• _EXERCISE DIRECTIONS_:
Using the data beneath, show every line that includes the word "grace".

>>>>

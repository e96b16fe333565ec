//! Late-payment penalties
//!
//! A customer's next invoice carries a penalty for every earlier invoice that
//! is still unpaid past its due date plus the tenant's grace period. Each
//! overdue invoice contributes `outstanding * percent / 100`, capped per
//! invoice; contributions add up across all qualifying invoices.

use std::sync::Arc;

use rust_decimal::{Decimal, RoundingStrategy};
use time::{Duration, OffsetDateTime};
use tirta_shared::{Invoice, PenaltyPolicy};
use uuid::Uuid;

use crate::error::BillingResult;
use crate::store::BillingStore;

#[derive(Clone)]
pub struct PenaltyCalculator {
    store: Arc<dyn BillingStore>,
}

impl PenaltyCalculator {
    pub fn new(store: Arc<dyn BillingStore>) -> Self {
        Self { store }
    }

    /// Penalty to charge on the customer's next invoice
    pub async fn penalty(
        &self,
        tenant_id: Uuid,
        customer_id: Uuid,
        policy: &PenaltyPolicy,
    ) -> BillingResult<Decimal> {
        self.penalty_at(tenant_id, customer_id, policy, OffsetDateTime::now_utc())
            .await
    }

    pub async fn penalty_at(
        &self,
        tenant_id: Uuid,
        customer_id: Uuid,
        policy: &PenaltyPolicy,
        now: OffsetDateTime,
    ) -> BillingResult<Decimal> {
        // A grace period reaching past the earliest representable date
        // leaves nothing overdue
        let grace = Duration::days(i64::from(policy.grace_period_days.max(0)));
        let Some(cutoff) = now.checked_sub(grace) else {
            return Ok(Decimal::ZERO);
        };

        let overdue = self
            .store
            .unpaid_invoices_due_before(tenant_id, customer_id, cutoff)
            .await?;

        Ok(total_penalty(&overdue, policy))
    }
}

/// Penalty for a single outstanding amount
///
/// Rounded to two decimal places, halves away from zero, before the cap.
pub fn invoice_penalty(outstanding: Decimal, policy: &PenaltyPolicy) -> Decimal {
    if outstanding <= Decimal::ZERO {
        return Decimal::ZERO;
    }

    let penalty = (outstanding * policy.late_penalty_percent / Decimal::ONE_HUNDRED)
        .round_dp_with_strategy(2, RoundingStrategy::MidpointAwayFromZero);
    penalty.min(policy.late_penalty_max_cap)
}

/// Sum of per-invoice penalties
pub fn total_penalty(invoices: &[Invoice], policy: &PenaltyPolicy) -> Decimal {
    invoices
        .iter()
        .map(|invoice| invoice_penalty(invoice.outstanding(), policy))
        .sum()
}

<<<<

• _EXERCISE RESPONSE_:
//! is still unpaid past its due date plus the tenant's grace period. Each
        // A grace period reaching past the earliest representable date
        let grace = Duration::days(i64::from(policy.grace_period_days.max(0)));
        let Some(cutoff) = now.checked_sub(grace) else {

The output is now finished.